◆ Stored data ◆

=== Section Start ===

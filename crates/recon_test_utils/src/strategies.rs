//! Proptest strategies for merge and inference testing.
//!
//! Generated observations reveal a random subset of fields, the way the
//! service masks units outside the viewer's vision.

use proptest::prelude::*;
use recon_core::roster::PartyId;
use recon_core::snapshot::ActionEvent;
use recon_core::unit::UnitId;
use recon_core::wire::{Combatant, UnitFields, Waypoint};

const TYPES: &[&str] = &["Infantry", "Mech", "Recon", "Tank", "Artillery", "APC"];

/// Generate a unit id in `1..=max_id`.
pub fn arb_unit_id(max_id: u64) -> impl Strategy<Value = UnitId> {
    (1..=max_id.max(1)).prop_map(UnitId)
}

/// Generate one of the two fixture party ids.
pub fn arb_party() -> impl Strategy<Value = PartyId> {
    prop_oneof![Just(PartyId(1)), Just(PartyId(2))]
}

/// Generate a unit observation with randomly withheld fields.
pub fn arb_unit_fields(max_id: u64) -> impl Strategy<Value = UnitFields> {
    (
        arb_unit_id(max_id),
        proptest::option::of(arb_party()),
        proptest::option::of(proptest::sample::select(TYPES)),
        proptest::option::of((0i32..30, 0i32..30)),
        proptest::option::of(0u8..=10),
    )
        .prop_map(|(id, owner, type_name, position, hit_points)| UnitFields {
            id,
            owner,
            type_name: type_name.map(str::to_string),
            x: position.map(|(x, _)| x),
            y: position.map(|(_, y)| y),
            hit_points,
            ..Default::default()
        })
}

/// Generate a fire combatant.
pub fn arb_combatant(max_id: u64) -> impl Strategy<Value = Combatant> {
    (arb_unit_id(max_id), proptest::option::of(0u8..=10))
        .prop_map(|(id, hit_points)| Combatant { id, hit_points })
}

/// Generate any action event.
pub fn arb_action_event(max_id: u64) -> impl Strategy<Value = ActionEvent> {
    prop_oneof![
        arb_unit_fields(max_id).prop_map(ActionEvent::Build),
        (
            arb_unit_fields(max_id),
            proptest::collection::vec((0i32..30, 0i32..30), 0..4),
            proptest::option::of(0u32..10),
        )
            .prop_map(|(unit, path, distance)| ActionEvent::Move {
                unit,
                waypoints: path.into_iter().map(|(x, y)| Waypoint { x, y }).collect(),
                distance,
            }),
        (
            proptest::option::of(arb_combatant(max_id)),
            proptest::option::of(arb_combatant(max_id)),
            proptest::option::of(arb_party()),
        )
            .prop_map(|(attacker, defender, attacker_owner)| ActionEvent::Fire {
                attacker,
                defender,
                attacker_owner,
            }),
        (arb_unit_fields(max_id), proptest::option::of(arb_unit_id(max_id)))
            .prop_map(|(joined, absorbed)| ActionEvent::Join { joined, absorbed }),
        (arb_unit_fields(max_id), arb_unit_id(max_id))
            .prop_map(|(unit, transport)| ActionEvent::Unload { unit, transport }),
        proptest::collection::vec(arb_unit_fields(max_id), 1..3).prop_map(ActionEvent::Discover),
    ]
}

/// One turn of input: units visible at turn start and the action log.
pub type TurnInput = (Vec<UnitFields>, Vec<ActionEvent>);

/// Generate one turn of input.
pub fn arb_turn(max_id: u64) -> impl Strategy<Value = TurnInput> {
    (
        proptest::collection::vec(arb_unit_fields(max_id), 0..6),
        proptest::collection::vec(arb_action_event(max_id), 0..8),
    )
}

/// Generate a match of up to `max_turns` turns, turn 0 first.
pub fn arb_match(max_turns: usize, max_id: u64) -> impl Strategy<Value = Vec<TurnInput>> {
    proptest::collection::vec(arb_turn(max_id), 1..max_turns.max(2))
}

=== Section End ===

The lines you need are those containing "strategies"; find them in the records and copy them.

◆ EXERCISE OUTPUT ◆
filename crates/recon_test_utils/src/strategies.rs
//! Proptest strategies for merge and inference testing.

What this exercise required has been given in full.